→ The task
If a line in the records below contains the word "FreeText", copy it out.

→ Material for the task
#[cfg(test)]
mod tests {
    use super::*;

    #[test]
    fn name_validator() {
        assert_eq!(
            Validator::Name.validate("A"),
            Err(ValidationError::TooShort { min: 2 })
        );
        assert_eq!(Validator::Name.validate("Al"), Ok("Al".into()));
        assert_eq!(Validator::Name.validate("  Bob  "), Ok("Bob".into()));
        // Whitespace does not count towards the minimum.
        assert!(Validator::Name.validate("  A  ").is_err());
    }

    #[test]
    fn name_length_counts_characters() {
        assert_eq!(Validator::Name.validate("Zé"), Ok("Zé".into()));
        assert!(Validator::Name.validate("é").is_err());
    }

    #[test]
    fn age_validator_bounds() {
        let out_of_range = Err(ValidationError::OutOfRange { min: 16, max: 70 });
        assert_eq!(Validator::Age.validate("15"), out_of_range);
        assert_eq!(Validator::Age.validate("16"), Ok(AnswerValue::Number(16)));
        assert_eq!(Validator::Age.validate("70"), Ok(AnswerValue::Number(70)));
        assert_eq!(Validator::Age.validate("71"), out_of_range);
    }

    #[test]
    fn age_validator_parse_failures() {
        assert_eq!(Validator::Age.validate("abc"), Err(ValidationError::NotANumber));
        assert_eq!(Validator::Age.validate("30.5"), Err(ValidationError::NotANumber));
        assert_eq!(Validator::Age.validate(""), Err(ValidationError::NotANumber));
        assert_eq!(Validator::Age.validate(" 30 "), Ok(AnswerValue::Number(30)));
    }

    #[test]
    fn validation_error_messages() {
        assert_eq!(ValidationError::NotANumber.to_string(), "not a number");
        assert_eq!(
            ValidationError::OutOfRange { min: 16, max: 70 }.to_string(),
            "out of range"
        );
        assert_eq!(
            ValidationError::TooShort { min: 3 }.to_string(),
            "must be at least 3 characters"
        );
    }

    #[test]
    fn min_length_validator() {
        let v = Validator::MinLength(3);
        assert!(v.validate("ab").is_err());
        assert!(v.validate("  ab  ").is_err());
        assert_eq!(v.validate(" now "), Ok("now".into()));
    }

    #[test]
    fn choice_and_free_text_validators() {
        assert_eq!(Validator::Choice.validate(" Full Time"), Ok(" Full Time".into()));
        assert_eq!(Validator::FreeText.validate(" 555 "), Ok("555".into()));
        assert_eq!(Validator::FreeText.validate(""), Ok("".into()));
    }

    #[test]
    fn choice_gate_is_exact() {
        let step = Step::choice("kind", "Pick", ChoiceMenu::new([["Standard", "Dynamic"]]));
        assert!(step.is_choice());
        assert!(step.accepts_choice("Dynamic"));
        assert!(!step.accepts_choice("dynamic"));
        assert_eq!(step.choices().collect::<Vec<_>>(), ["Standard", "Dynamic"]);

        let free = Step::text("name", "Name?", Validator::Name);
        assert!(!free.is_choice());
        assert!(free.accepts_choice("anything"));
        assert_eq!(free.choices().count(), 0);
    }

    #[test]
    fn answer_value_serde_is_untagged() {
        let mut answers = Answers::new();
        answers.insert("name".into(), "Ann".into());
        answers.insert("age".into(), AnswerValue::Number(30));

        let json = serde_json::to_value(&answers).unwrap();
        assert_eq!(json, serde_json::json!({"name": "Ann", "age": 30}));

        let keys: Vec<&str> = answers.keys().map(String::as_str).collect();
        assert_eq!(keys, ["name", "age"]);
        assert_eq!(answers["age"], AnswerValue::Number(30));
        assert_eq!(answers["name"].to_string(), "Ann");
    }

    #[test]
    fn definition_rejects_duplicate_keys() {
        let steps = vec![
            Step::text("name", "Name?", Validator::Name),
            Step::text("name", "Again?", Validator::Name),
        ];
        let err = FormDefinition::new("dup", steps, SummaryTemplate::default()).unwrap_err();
        assert_eq!(
            err,
            DefinitionError::DuplicateKey {
                form: "dup".into(),
                key: "name".into()
            }
        );
    }

    #[test]
    fn definition_rejects_empty_form() {
        let err = FormDefinition::new("empty", vec![], SummaryTemplate::default()).unwrap_err();
        assert_eq!(err, DefinitionError::Empty { form: "empty".into() });
    }

    #[test]
    fn summary_renders_labeled_fields_in_order() {
        let template = SummaryTemplate::new("Thanks, {name}!")
            .field("Name", "name")
            .field("Age", "age")
            .field("Phone", "phone")
            .footer("Bye");

        let mut answers = Answers::new();
        answers.insert("age".into(), AnswerValue::Number(30));
        answers.insert("name".into(), "Ann".into());

        assert_eq!(
            template.render(&answers),
            "Thanks, Ann!\n\n• Name: Ann\n• Age: 30\n• Phone: Not provided\n\nBye"
        );
    }

    #[test]
    fn summary_without_header_or_footer() {
        let template = SummaryTemplate::default().field("Name", "name");
        let mut answers = Answers::new();
        answers.insert("name".into(), "Ann".into());
        assert_eq!(template.render(&answers), "• Name: Ann");
    }

    #[test]
    fn summary_suffix_only_follows_provided_values() {
        let template = SummaryTemplate::default()
            .field_with_suffix("Age", "age", "years")
            .field_with_suffix("Height", "height", "cm");
        let mut answers = Answers::new();
        answers.insert("age".into(), AnswerValue::Number(30));
        assert_eq!(
            template.render(&answers),
            "• Age: 30 years\n• Height: Not provided"
        );
    }

    #[test]
    fn answers_are_inserted_literally() {
        let template = SummaryTemplate::new("Thank you, {name}! We will call {phone}.")
            .footer("{missing} {name");
        let mut answers = Answers::new();
        answers.insert("name".into(), "{phone}".into());
        answers.insert("phone".into(), "5550001".into());

        let rendered = template.render(&answers);
        assert!(rendered.starts_with("Thank you, {phone}! We will call 5550001."));
        assert!(rendered.ends_with("{missing} {name"));
    }

    #[test]
    fn nested_brace_before_placeholder() {
        let template = SummaryTemplate::new("{{name}}");
        let mut answers = Answers::new();
        answers.insert("name".into(), "Ann".into());
        assert_eq!(template.render(&answers), "{Ann}");
    }

    #[test]
    fn rejection_uses_step_copy_when_set() {
        fn age_copy(err: &ValidationError) -> String {
            match err {
                ValidationError::NotANumber => "numbers only".to_string(),
                _ => "wrong age".to_string(),
            }
        }

        let plain = Step::text("age", "Age?", Validator::Age);
        assert_eq!(
            plain.rejection(&ValidationError::NotANumber),
            "❌ That answer was not accepted (not a number). Please try again."
        );

        let custom = plain.with_rejection(age_copy);
        assert_eq!(custom.rejection(&ValidationError::NotANumber), "numbers only");
        let err = custom.validate("90").unwrap_err();
        assert_eq!(custom.rejection(&err), "wrong age");
    }
}
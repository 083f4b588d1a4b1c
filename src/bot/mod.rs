//! Bot runtime: turns channel messages into form engine operations.

pub mod command;
pub mod form_bot;
pub mod sessions;

pub use command::Submission;
pub use form_bot::FormBot;
pub use sessions::{SessionKey, SessionStore};
//! Session state: progress of one conversation through a form.

use serde::{Deserialize, Serialize};

use super::model::{AnswerValue, Answers};

/// Mutable progress record for one in-flight conversation.
///
/// A default session is inactive: nothing has been asked yet and input is
/// ignored until the engine begins it. The index only moves forward.
#[derive(Debug, Clone, Default, PartialEq, Eq, Serialize, Deserialize)]
pub struct Session {
    index: usize,
    answers: Answers,
    active: bool,
}

impl Session {
    pub fn new() -> Self {
        Self::default()
    }

    /// Index of the step awaiting an answer.
    pub fn index(&self) -> usize {
        self.index
    }

    pub fn answers(&self) -> &Answers {
        &self.answers
    }

    pub fn is_active(&self) -> bool {
        self.active
    }

    /// Reset to the first step with no answers and mark active.
    pub(crate) fn restart(&mut self) {
        self.index = 0;
        self.answers.clear();
        self.active = true;
    }

    /// Store an accepted answer and move to the next step.
    pub(crate) fn record(&mut self, key: &str, value: AnswerValue) {
        self.answers.insert(key.to_string(), value);
        self.index += 1;
    }

    /// Drop all progress, returning the answers collected so far.
    pub(crate) fn clear(&mut self) -> Answers {
        self.index = 0;
        self.active = false;
        std::mem::take(&mut self.answers)
    }
}
//! Core channel types shared by every transport.

use std::pin::Pin;

use async_trait::async_trait;
use chrono::{DateTime, Utc};
use futures::Stream;
use serde::{Deserialize, Serialize};
use uuid::Uuid;

use crate::error::ChannelError;

/// Stream of messages produced by a started channel.
pub type MessageStream = Pin<Box<dyn Stream<Item = IncomingMessage> + Send>>;

/// A message received from a user on some channel.
#[derive(Debug, Clone)]
pub struct IncomingMessage {
    pub id: Uuid,
    /// Name of the channel that produced the message.
    pub channel: String,
    /// Stable identifier of the sender within the channel.
    pub user_id: String,
    /// Display name, if the transport provides one.
    pub user_name: Option<String>,
    pub content: String,
    pub received_at: DateTime<Utc>,
    /// Transport-specific routing data (e.g. Telegram `chat_id`).
    pub metadata: serde_json::Value,
}

impl IncomingMessage {
    pub fn new(channel: &str, user_id: &str, content: &str) -> Self {
        Self {
            id: Uuid::new_v4(),
            channel: channel.to_string(),
            user_id: user_id.to_string(),
            user_name: None,
            content: content.to_string(),
            received_at: Utc::now(),
            metadata: serde_json::Value::Null,
        }
    }

    pub fn with_metadata(mut self, metadata: serde_json::Value) -> Self {
        self.metadata = metadata;
        self
    }

    pub fn with_user_name(mut self, name: &str) -> Self {
        self.user_name = Some(name.to_string());
        self
    }

    /// Chat identifier carried in metadata, if any.
    pub fn chat_id(&self) -> Option<&str> {
        self.metadata.get("chat_id").and_then(|v| v.as_str())
    }
}

/// A fixed set of tappable options, laid out in rows.
///
/// Shown as a one-time keyboard: it collapses after one selection and only
/// offers the listed options.
#[derive(Debug, Clone, PartialEq, Eq, Serialize, Deserialize)]
pub struct ChoiceMenu {
    pub rows: Vec<Vec<String>>,
    #[serde(default, skip_serializing_if = "Option::is_none")]
    pub placeholder: Option<String>,
}

impl ChoiceMenu {
    pub fn new<R, S>(rows: R) -> Self
    where
        R: IntoIterator,
        R::Item: IntoIterator<Item = S>,
        S: Into<String>,
    {
        Self {
            rows: rows
                .into_iter()
                .map(|row| row.into_iter().map(Into::into).collect())
                .collect(),
            placeholder: None,
        }
    }

    pub fn with_placeholder(mut self, placeholder: &str) -> Self {
        self.placeholder = Some(placeholder.to_string());
        self
    }

    /// All options in display order.
    pub fn options(&self) -> impl Iterator<Item = &str> {
        self.rows.iter().flatten().map(String::as_str)
    }

    /// Exact, case-sensitive membership test.
    pub fn contains(&self, input: &str) -> bool {
        self.options().any(|option| option == input)
    }

    pub fn is_empty(&self) -> bool {
        self.options().next().is_none()
    }
}

/// Keyboard change attached to an outgoing message.
#[derive(Debug, Clone, PartialEq, Eq)]
pub enum ReplyMarkup {
    /// Present a fixed-choice menu.
    Menu(ChoiceMenu),
    /// Collapse any menu currently shown.
    Remove,
}

/// A response to send back through a channel.
#[derive(Debug, Clone, PartialEq, Eq)]
pub struct OutgoingResponse {
    pub content: String,
    pub markup: Option<ReplyMarkup>,
}

impl OutgoingResponse {
    pub fn text(content: impl Into<String>) -> Self {
        Self {
            content: content.into(),
            markup: None,
        }
    }

    pub fn with_menu(mut self, menu: ChoiceMenu) -> Self {
        self.markup = Some(ReplyMarkup::Menu(menu));
        self
    }

    pub fn with_keyboard_removed(mut self) -> Self {
        self.markup = Some(ReplyMarkup::Remove);
        self
    }

    pub fn menu(&self) -> Option<&ChoiceMenu> {
        match &self.markup {
            Some(ReplyMarkup::Menu(menu)) => Some(menu),
            _ => None,
        }
    }
}

/// A message transport: produces incoming messages and delivers replies.
#[async_trait]
pub trait Channel: Send + Sync {
    /// Unique channel name, used to route replies.
    fn name(&self) -> &str;

    /// Start listening and return the stream of incoming messages.
    async fn start(&self) -> Result<MessageStream, ChannelError>;

    /// Deliver a response to the sender of `msg`.
    async fn respond(
        &self,
        msg: &IncomingMessage,
        response: OutgoingResponse,
    ) -> Result<(), ChannelError>;

    async fn health_check(&self) -> Result<(), ChannelError>;

    async fn shutdown(&self) -> Result<(), ChannelError>;
}

#[cfg(test)]
mod tests {
    use super::*;

    #[test]
    fn menu_matches_exactly() {
        let menu = ChoiceMenu::new([["Standard", "Dynamic"]]);
        assert!(menu.contains("Standard"));
        assert!(!menu.contains("standard"));
        assert!(!menu.contains("Standard "));
        assert!(!menu.contains("Stand"));
    }

    #[test]
    fn menu_options_keep_row_order() {
        let menu = ChoiceMenu::new(vec![vec!["Cleaning", "Cooking"], vec!["Laundry"]]);
        let options: Vec<&str> = menu.options().collect();
        assert_eq!(options, ["Cleaning", "Cooking", "Laundry"]);
        assert!(!menu.is_empty());
        assert!(ChoiceMenu::new(Vec::<Vec<String>>::new()).is_empty());
    }

    #[test]
    fn outgoing_response_markup() {
        let menu = ChoiceMenu::new([["A", "B"]]);
        let resp = OutgoingResponse::text("pick").with_menu(menu.clone());
        assert_eq!(resp.menu(), Some(&menu));

        let resp = OutgoingResponse::text("done").with_keyboard_removed();
        assert_eq!(resp.markup, Some(ReplyMarkup::Remove));
        assert!(resp.menu().is_none());
    }

    #[test]
    fn chat_id_from_metadata() {
        let msg = IncomingMessage::new("telegram", "user123", "hello")
            .with_metadata(serde_json::json!({"chat_id": "99887766"}));
        assert_eq!(msg.chat_id(), Some("99887766"));

        let msg = IncomingMessage::new("telegram", "user123", "hello");
        assert_eq!(msg.chat_id(), None);
    }
}
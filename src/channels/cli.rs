//! CLI channel: stdin/stdout REPL for local testing.

use async_trait::async_trait;
use futures::stream;
use tokio::io::{AsyncBufReadExt, BufReader};

use crate::channels::{Channel, ChoiceMenu, IncomingMessage, MessageStream, OutgoingResponse};
use crate::error::ChannelError;

/// A simple CLI channel that reads from stdin and writes to stdout.
pub struct CliChannel;

impl CliChannel {
    pub fn new() -> Self {
        Self
    }
}

impl Default for CliChannel {
    fn default() -> Self {
        Self::new()
    }
}

/// Render a choice menu as bracketed options, one row per line.
fn render_menu(menu: &ChoiceMenu) -> String {
    menu.rows
        .iter()
        .map(|row| {
            row.iter()
                .map(|option| format!("[{option}]"))
                .collect::<Vec<_>>()
                .join(" ")
        })
        .collect::<Vec<_>>()
        .join("\n")
}

#[async_trait]
impl Channel for CliChannel {
    fn name(&self) -> &str {
        "cli"
    }

    async fn start(&self) -> Result<MessageStream, ChannelError> {
        let (tx, rx) = tokio::sync::mpsc::unbounded_channel();

        tokio::spawn(async move {
            let stdin = tokio::io::stdin();
            let reader = BufReader::new(stdin);
            let mut lines = reader.lines();

            eprint!("> ");

            loop {
                match lines.next_line().await {
                    Ok(Some(line)) => {
                        let line = line.trim_end_matches(['\r', '\n']).to_string();
                        if line.trim().is_empty() {
                            eprint!("> ");
                            continue;
                        }
                        let msg = IncomingMessage::new("cli", "local-user", &line);
                        if tx.send(msg).is_err() {
                            break;
                        }
                    }
                    Ok(None) => break, // EOF
                    Err(e) => {
                        tracing::error!("Error reading stdin: {}", e);
                        break;
                    }
                }
            }
        });

        let stream = stream::unfold(rx, |mut rx| async move {
            rx.recv().await.map(|msg| (msg, rx))
        });

        Ok(Box::pin(stream))
    }

    async fn respond(
        &self,
        _msg: &IncomingMessage,
        response: OutgoingResponse,
    ) -> Result<(), ChannelError> {
        println!("\n{}", response.content);
        if let Some(menu) = response.menu() {
            println!("{}", render_menu(menu));
        }
        eprint!("> ");
        Ok(())
    }

    async fn health_check(&self) -> Result<(), ChannelError> {
        Ok(())
    }

    async fn shutdown(&self) -> Result<(), ChannelError> {
        Ok(())
    }
}

#[cfg(test)]
mod tests {
    use super::*;

    #[test]
    fn cli_channel_name() {
        assert_eq!(CliChannel::new().name(), "cli");
    }

    #[test]
    fn menu_renders_rows() {
        let menu = ChoiceMenu::new(vec![vec!["Cleaning", "Cooking"], vec!["Laundry"]]);
        assert_eq!(render_menu(&menu), "[Cleaning] [Cooking]\n[Laundry]");
    }
}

→ Answer section
        assert_eq!(Validator::FreeText.validate(" 555 "), Ok("555".into()));
        assert_eq!(Validator::FreeText.validate(""), Ok("".into()));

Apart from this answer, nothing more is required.